Is APOBEC3B important for somatic C-to-T transitions in breast cancer? The authors found that, in breast cancer cell lines endogenously overexpressing APOBEC3B, knockdown of APOBEC3B resulted in substantially reduced levels of genomic uracil. The authors also found that breast cancer cell lines overexpressing APOBEC3B had substantially more mutations than controls, indicating that genomic uracil is mutagenic. Moreover, TP53 and MYC had increased C-to-T transitions in breast cancer cell lines expressing endogenously high levels of APOBEC3B, whereas CDKN2B did not, indicating that genomic context may affect the activity of APOBEC3B.

Having found evidence for APOBEC3B inducing C-to-T transitions in breast cancer cell lines, the authors investigated whether the deaminase can also affect other processes. They induced the expression of APOBEC3B, or a catalytically inactive APOBEC3B mutant, in HEK293 cells and found that APOBEC3B activity induced γH2AX (an early event in DNA damage response signalling) and DNA fragmentation, and also reduced cell viability.

Is APOBEC3B relevant to human breast tumours?
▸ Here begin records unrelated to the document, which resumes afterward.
use rust_decimal::Decimal;
use rust_decimal_macros::dec;
use serde::{Deserialize, Serialize};

use crate::catalog::AssetClass;
use crate::error::AllocationError;
use crate::profile::RiskProfile;
use crate::types::Percent;
use crate::AllocationResult;

const FULL_ALLOCATION: Percent = dec!(100);

// ---------------------------------------------------------------------------
// Types
// ---------------------------------------------------------------------------

/// One asset's share of a fixed allocation table.
#[derive(Debug, Clone, PartialEq, Serialize, Deserialize)]
pub struct AllocationEntry {
    pub asset: AssetClass,
    pub percentage: Percent,
}

/// Percentage breakdown for a risk profile, in table order.
#[derive(Debug, Clone, PartialEq, Serialize, Deserialize)]
pub struct Allocation {
    pub profile: RiskProfile,
    pub entries: Vec<AllocationEntry>,
}

/// A caller-supplied entry. The name need not exist in the catalog.
#[derive(Debug, Clone, PartialEq, Serialize, Deserialize)]
pub struct CustomAllocationEntry {
    pub name: String,
    pub percentage: Percent,
}

/// A caller-supplied allocation table, used to extend beyond the three
/// fixed tables.
#[derive(Debug, Clone, PartialEq, Serialize, Deserialize)]
pub struct CustomAllocation {
    pub entries: Vec<CustomAllocationEntry>,
}

// ---------------------------------------------------------------------------
// Fixed tables
// ---------------------------------------------------------------------------

const CONSERVATIVE: &[(AssetClass, Percent)] = &[
    (AssetClass::GovernmentBonds, dec!(30)),
    (AssetClass::CorporateBonds, dec!(20)),
    (AssetClass::LargeCapStocks, dec!(15)),
    (AssetClass::InternationalStocks, dec!(10)),
    (AssetClass::Tips, dec!(15)),
    (AssetClass::Cash, dec!(10)),
];

const BALANCED: &[(AssetClass, Percent)] = &[
    (AssetClass::GovernmentBonds, dec!(15)),
    (AssetClass::CorporateBonds, dec!(15)),
    (AssetClass::LargeCapStocks, dec!(25)),
    (AssetClass::MidCapStocks, dec!(10)),
    (AssetClass::InternationalStocks, dec!(15)),
    (AssetClass::RealEstate, dec!(10)),
    (AssetClass::HighYieldBonds, dec!(10)),
];

const AGGRESSIVE: &[(AssetClass, Percent)] = &[
    (AssetClass::CorporateBonds, dec!(10)),
    (AssetClass::LargeCapStocks, dec!(25)),
    (AssetClass::MidCapStocks, dec!(15)),
    (AssetClass::SmallCapStocks, dec!(15)),
    (AssetClass::InternationalStocks, dec!(15)),
    (AssetClass::EmergingMarkets, dec!(10)),
    (AssetClass::RealEstate, dec!(10)),
];

fn table(profile: RiskProfile) -> &'static [(AssetClass, Percent)] {
    match profile {
        RiskProfile::Conservative => CONSERVATIVE,
        RiskProfile::Balanced => BALANCED,
        RiskProfile::Aggressive => AGGRESSIVE,
    }
}

/// Fixed allocation table for a risk profile. Labels that do not name a
/// profile reach this function as `Balanced` via [`RiskProfile::resolve`].
pub fn select_allocation(profile: RiskProfile) -> Allocation {
    let entries = table(profile)
        .iter()
        .map(|&(asset, percentage)| AllocationEntry { asset, percentage })
        .collect();
    Allocation { profile, entries }
}

impl Allocation {
    pub fn total_percentage(&self) -> Percent {
        self.entries.iter().map(|e| e.percentage).sum()
    }

    pub fn len(&self) -> usize {
        self.entries.len()
    }

    pub fn is_empty(&self) -> bool {
        self.entries.is_empty()
    }
}

impl From<&Allocation> for CustomAllocation {
    fn from(allocation: &Allocation) -> Self {
        CustomAllocation {
            entries: allocation
                .entries
                .iter()
                .map(|e| CustomAllocationEntry {
                    name: e.asset.name().to_string(),
                    percentage: e.percentage,
                })
                .collect(),
        }
    }
}

impl CustomAllocation {
    pub fn total_percentage(&self) -> Percent {
        self.entries.iter().map(|e| e.percentage).sum()
    }

    /// Each percentage must lie in [0, 100] and the table must total 100.
    pub fn validate(&self) -> AllocationResult<()> {
        if self.entries.is_empty() {
            return Err(AllocationError::InvalidInput {
                field: "entries".into(),
                reason: "Allocation must contain at least one asset".into(),
            });
        }
        for entry in &self.entries {
            if entry.percentage < Decimal::ZERO || entry.percentage > FULL_ALLOCATION {
                return Err(AllocationError::InvalidInput {
                    field: format!("entries.{}", entry.name),
                    reason: format!(
                        "Percentage must be between 0 and 100, got {}",
                        entry.percentage
                    ),
                });
            }
        }
        let total = self.total_percentage();
        if total != FULL_ALLOCATION {
            return Err(AllocationError::InvalidInput {
                field: "entries".into(),
                reason: format!("Percentages must sum to 100, got {total}"),
            });
        }
        Ok(())
    }
}
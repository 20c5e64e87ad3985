use tracing_subscriber::{layer::SubscriberExt, util::SubscriberInitExt, EnvFilter};

/// Install a stderr fmt subscriber. `RUST_LOG` wins when set; otherwise the
/// level is `warn`, or `debug` with `--verbose`.
pub fn init_logging(verbose: bool) -> Result<(), Box<dyn std::error::Error>> {
    let default_level = if verbose { "debug" } else { "warn" };
    let filter =
        EnvFilter::try_from_default_env().unwrap_or_else(|_| EnvFilter::new(default_level));

    tracing_subscriber::registry()
        .with(filter)
        .with(
            tracing_subscriber::fmt::layer()
                .with_writer(std::io::stderr)
                .with_target(false),
        )
        .try_init()?;

    Ok(())
}
use serde_json::{Map, Value};
use tabled::{builder::Builder, Table};

use super::cell;

/// Format output as tables using the tabled crate.
pub fn print_table(value: &Value) {
    match value {
        Value::Object(map) => {
            if let Some(result) = map.get("result") {
                print_result_table(result, map);
            } else {
                print_object(map);
            }
        }
        Value::Array(arr) => print_array_table(arr),
        _ => println!("{}", value),
    }
}

fn print_result_table(result: &Value, envelope: &Map<String, Value>) {
    let Value::Object(res_map) = result else {
        print_object(envelope);
        return;
    };

    // Scalars first, then one table per list of rows
    let mut builder = Builder::default();
    builder.push_record(["Field", "Value"]);
    let mut sections: Vec<(&str, &Vec<Value>)> = Vec::new();
    for (key, val) in res_map {
        match val {
            Value::Array(rows) if rows.first().is_some_and(Value::is_object) => {
                sections.push((key.as_str(), rows));
            }
            Value::Object(inner) if key == "allocation" => {
                if let Some(Value::Array(rows)) = inner.get("entries") {
                    sections.push(("allocation", rows));
                }
            }
            _ => builder.push_record([key.as_str(), &cell(val)]),
        }
    }
    println!("{}", Table::from(builder));

    for (title, rows) in sections {
        println!("\n{}:", title);
        print_array_table(rows);
    }

    if let Some(Value::Array(warnings)) = envelope.get("warnings") {
        if !warnings.is_empty() {
            println!("\nWarnings:");
            for w in warnings {
                if let Value::String(s) = w {
                    println!("  - {}", s);
                }
            }
        }
    }

    if let Some(Value::String(meth)) = envelope.get("methodology") {
        println!("\nMethodology: {}", meth);
    }
}

fn print_object(map: &Map<String, Value>) {
    let mut builder = Builder::default();
    builder.push_record(["Field", "Value"]);
    for (key, val) in map {
        builder.push_record([key.as_str(), &cell(val)]);
    }
    println!("{}", Table::from(builder));
}

fn print_array_table(arr: &[Value]) {
    if arr.is_empty() {
        println!("(empty)");
        return;
    }

    let Some(Value::Object(first)) = arr.first() else {
        for item in arr {
            println!("{}", cell(item));
        }
        return;
    };

    let headers: Vec<String> = first.keys().cloned().collect();
    let mut builder = Builder::default();
    builder.push_record(&headers);

    for item in arr {
        if let Value::Object(map) = item {
            let row: Vec<String> = headers
                .iter()
                .map(|h| map.get(h.as_str()).map(cell).unwrap_or_default())
                .collect();
            builder.push_record(row);
        }
    }

    println!("{}", Table::from(builder));
}
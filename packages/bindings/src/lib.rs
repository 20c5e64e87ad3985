use napi::Result as NapiResult;
use napi_derive::napi;
use rust_decimal::Decimal;
use serde::Deserialize;

use allocation_core::allocation::{self, CustomAllocation};
use allocation_core::projection::DEFAULT_HORIZON_YEARS;
use allocation_core::RiskProfile;

/// Convert any Display error into a napi::Error.
fn to_napi_error(e: impl std::fmt::Display) -> napi::Error {
    napi::Error::from_reason(e.to_string())
}

fn default_years() -> u32 {
    DEFAULT_HORIZON_YEARS
}

#[derive(Deserialize)]
struct ProfileRequest {
    risk_profile: RiskProfile,
}

#[derive(Deserialize)]
struct AssetDataRequest {
    amount: Decimal,
    risk_profile: RiskProfile,
    #[serde(default)]
    allocation: Option<CustomAllocation>,
}

#[derive(Deserialize)]
struct ProjectionRequest {
    amount: Decimal,
    annual_return: Decimal,
    #[serde(default = "default_years")]
    years: u32,
}

// ---------------------------------------------------------------------------
// Allocation
// ---------------------------------------------------------------------------

#[napi]
pub fn select_allocation(input_json: String) -> NapiResult<String> {
    let req: ProfileRequest = serde_json::from_str(&input_json).map_err(to_napi_error)?;
    let output = allocation::select_allocation(req.risk_profile);
    serde_json::to_string(&output).map_err(to_napi_error)
}

#[napi]
pub fn build_asset_data(input_json: String) -> NapiResult<String> {
    let req: AssetDataRequest = serde_json::from_str(&input_json).map_err(to_napi_error)?;
    let output = match req.allocation {
        Some(ref custom) => {
            allocation::build_custom_asset_data(req.amount, custom, req.risk_profile)
        }
        None => allocation::build_asset_data(req.amount, req.risk_profile),
    }
    .map_err(to_napi_error)?;
    serde_json::to_string(&output).map_err(to_napi_error)
}

#[napi]
pub fn asset_catalog() -> NapiResult<String> {
    serde_json::to_string(&allocation_core::catalog::catalog()).map_err(to_napi_error)
}

// ---------------------------------------------------------------------------
// Projection
// ---------------------------------------------------------------------------

#[napi]
pub fn project_growth(input_json: String) -> NapiResult<String> {
    let req: ProjectionRequest = serde_json::from_str(&input_json).map_err(to_napi_error)?;
    let output =
        allocation_core::projection::project_growth(req.amount, req.annual_return, req.years)
            .map_err(to_napi_error)?;
    serde_json::to_string(&output).map_err(to_napi_error)
}

// ---------------------------------------------------------------------------
// Advisor
// ---------------------------------------------------------------------------

#[napi]
pub fn recommend(input_json: String) -> NapiResult<String> {
    let input: allocation_core::advisor::RecommendationInput =
        serde_json::from_str(&input_json).map_err(to_napi_error)?;
    let output = allocation_core::advisor::recommend(&input).map_err(to_napi_error)?;
    serde_json::to_string(&output).map_err(to_napi_error)
}
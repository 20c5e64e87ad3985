use rust_decimal::Decimal;
use serde::{Deserialize, Serialize};
use std::time::Instant;

use crate::allocation::{build_asset_data, select_allocation, Allocation, AssetData};
use crate::analytics;
use crate::error::AllocationError;
use crate::profile::RiskProfile;
use crate::projection::{
    self, Milestone, PortfolioProjection, DEFAULT_HORIZON_YEARS, MAX_HORIZON_YEARS,
};
use crate::types::{validate_amount, with_metadata, ComputationOutput, Money, Percent};
use crate::AllocationResult;

fn default_horizon() -> u32 {
    DEFAULT_HORIZON_YEARS
}

fn default_milestones() -> Vec<u32> {
    vec![5, 10, 20]
}

// ---------------------------------------------------------------------------
// Types
// ---------------------------------------------------------------------------

/// Input for a full allocation recommendation.
#[derive(Debug, Clone, Serialize, Deserialize)]
pub struct RecommendationInput {
    /// Capital to invest (must be > 0)
    pub amount: Money,
    /// Unrecognized labels resolve to `balanced`
    pub risk_profile: RiskProfile,
    #[serde(default = "default_horizon")]
    pub horizon_years: u32,
    #[serde(default = "default_milestones")]
    pub milestone_years: Vec<u32>,
}

impl RecommendationInput {
    pub fn new(amount: Money, risk_profile: RiskProfile) -> Self {
        Self {
            amount,
            risk_profile,
            horizon_years: default_horizon(),
            milestone_years: default_milestones(),
        }
    }
}

/// Allocation, blended statistics and growth projection for one request.
#[derive(Debug, Clone, Serialize, Deserialize)]
pub struct Recommendation {
    pub risk_profile: RiskProfile,
    pub description: String,
    pub allocation: Allocation,
    pub assets: Vec<AssetData>,
    /// Value-weighted expected annual return in percent
    pub portfolio_return: Percent,
    /// Value-weighted risk score, one decimal place
    pub portfolio_risk: Decimal,
    pub expected_annual_income: Money,
    pub projection: PortfolioProjection,
    pub milestones: Vec<Milestone>,
}

// ---------------------------------------------------------------------------
// Core function
// ---------------------------------------------------------------------------

/// Select the profile's allocation, price it for the amount, blend return
/// and risk, and project growth over the horizon.
///
/// Very large amounts can still compound past the range of `Decimal` within
/// the horizon; that surfaces as [`AllocationError::FinancialImpossibility`].
pub fn recommend(
    input: &RecommendationInput,
) -> AllocationResult<ComputationOutput<Recommendation>> {
    let start = Instant::now();
    let mut warnings: Vec<String> = Vec::new();

    // --- Validation ---
    validate_amount(input.amount)?;
    if input.horizon_years > MAX_HORIZON_YEARS {
        return Err(AllocationError::InvalidInput {
            field: "horizon_years".into(),
            reason: format!("Horizon must be at most {MAX_HORIZON_YEARS} years"),
        });
    }

    let profile = input.risk_profile;
    let allocation = select_allocation(profile);
    let assets = build_asset_data(input.amount, profile)?;

    let portfolio_return = analytics::portfolio_return(&assets)?;
    let portfolio_risk = analytics::portfolio_risk(&assets)?;
    let expected_annual_income = analytics::expected_annual_income(&assets);

    let growth = projection::project_growth(input.amount, portfolio_return, input.horizon_years)?;

    let mut requested: Vec<u32> = input.milestone_years.clone();
    requested.sort_unstable();
    requested.dedup();
    for year in requested.iter().filter(|&&y| y > input.horizon_years) {
        warnings.push(format!(
            "Milestone year {year} is beyond the {}-year horizon and was skipped",
            input.horizon_years
        ));
    }
    let milestones = projection::milestones(&growth, input.amount, &requested)?;

    tracing::debug!(
        profile = profile.label(),
        %portfolio_return,
        %portfolio_risk,
        horizon = input.horizon_years,
        "recommendation computed"
    );

    let output = Recommendation {
        risk_profile: profile,
        description: profile.description().to_string(),
        allocation,
        assets,
        portfolio_return,
        portfolio_risk,
        expected_annual_income,
        projection: growth,
        milestones,
    };

    let elapsed = start.elapsed().as_micros() as u64;
    Ok(with_metadata(
        "Fixed risk-profile allocation, value-weighted blending, constant-rate annual compounding",
        &serde_json::json!({
            "amount": input.amount.to_string(),
            "risk_profile": profile.label(),
            "return_tier": profile.tier(),
            "horizon_years": input.horizon_years,
            "contributions": "none",
        }),
        warnings,
        elapsed,
        output,
    ))
}

#[cfg(test)]
mod tests {
    use super::*;
    use rust_decimal_macros::dec;

    #[test]
    fn test_balanced_recommendation() {
        let out = recommend(&RecommendationInput::new(dec!(10000), RiskProfile::Balanced)).unwrap();
        let rec = &out.result;
        assert_eq!(rec.assets.len(), 7);
        assert_eq!(rec.allocation.total_percentage(), dec!(100));
        assert_eq!(rec.portfolio_return, dec!(5.8));
        assert_eq!(rec.portfolio_risk, dec!(4.5));
        assert_eq!(rec.expected_annual_income, dec!(580));
        assert_eq!(rec.projection.len(), 21);
        assert_eq!(rec.projection.values[0], dec!(10000));
        assert_eq!(rec.milestones.len(), 3);
        assert!(out.warnings.is_empty());
    }

    #[test]
    fn test_milestones_beyond_horizon_warn() {
        let mut input = RecommendationInput::new(dec!(1000), RiskProfile::Aggressive);
        input.horizon_years = 8;
        let out = recommend(&input).unwrap();
        assert_eq!(out.result.projection.len(), 9);
        assert_eq!(out.result.milestones.len(), 1);
        assert_eq!(out.warnings.len(), 2);
    }

    #[test]
    fn test_rejects_zero_amount() {
        let input = RecommendationInput::new(Decimal::ZERO, RiskProfile::Balanced);
        assert!(matches!(
            recommend(&input),
            Err(AllocationError::InvalidInput { ref field, .. }) if field == "amount"
        ));
    }

    #[test]
    fn test_rejects_excessive_horizon() {
        let mut input = RecommendationInput::new(dec!(1000), RiskProfile::Balanced);
        input.horizon_years = MAX_HORIZON_YEARS + 1;
        assert!(recommend(&input).is_err());
    }

    #[test]
    fn test_amount_near_decimal_max() {
        let amount = Decimal::from_i128_with_scale(10_i128.pow(28), 0);
        let mut input = RecommendationInput::new(amount, RiskProfile::Aggressive);
        let out = recommend(&input).unwrap();
        assert_eq!(out.result.projection.values[0], amount);

        // 9.725% a year passes Decimal::MAX in year 23
        input.horizon_years = 30;
        assert!(matches!(
            recommend(&input),
            Err(AllocationError::FinancialImpossibility(_))
        ));
    }

    #[test]
    fn test_input_defaults_from_json() {
        let input: RecommendationInput =
            serde_json::from_str(r#"{"amount": "2500", "risk_profile": "moderate"}"#).unwrap();
        assert_eq!(input.risk_profile, RiskProfile::Balanced);
        assert_eq!(input.horizon_years, 20);
        assert_eq!(input.milestone_years, vec![5, 10, 20]);
    }
}
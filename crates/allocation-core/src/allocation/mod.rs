pub mod assets;
pub mod tables;

pub use assets::{build_asset_data, build_custom_asset_data, unknown_assets, AssetData};
pub use tables::{
    select_allocation, Allocation, AllocationEntry, CustomAllocation, CustomAllocationEntry,
};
The authors further demonstrated that APOBEC3B was the only cytosine deaminase family member that was overexpressed in human breast tumour samples compared with matched normal tissues. Having established the sequence context preferred by APOBEC3B as 5′-TCA-3′, they analysed the occurrence of C-to-T transitions in breast cancer DNA sequences from three independent data sets and found that C-to-T transitions mostly occurred at these trinucleotides. Furthermore, they found that mutation rates were doubled in tumours expressing high levels of APOBEC3B.

Therefore, APOBEC3B may be an important DNA 'mutator' in cancer that could result in alterations that drive tumour progression and that might contribute to tumour heterogeneity. It remains unclear what regulates APOBEC3B expression in tumours, or exactly how genomic uracil preferentially results in transition mutations. Clearly, further investigation is required to characterize this pathway.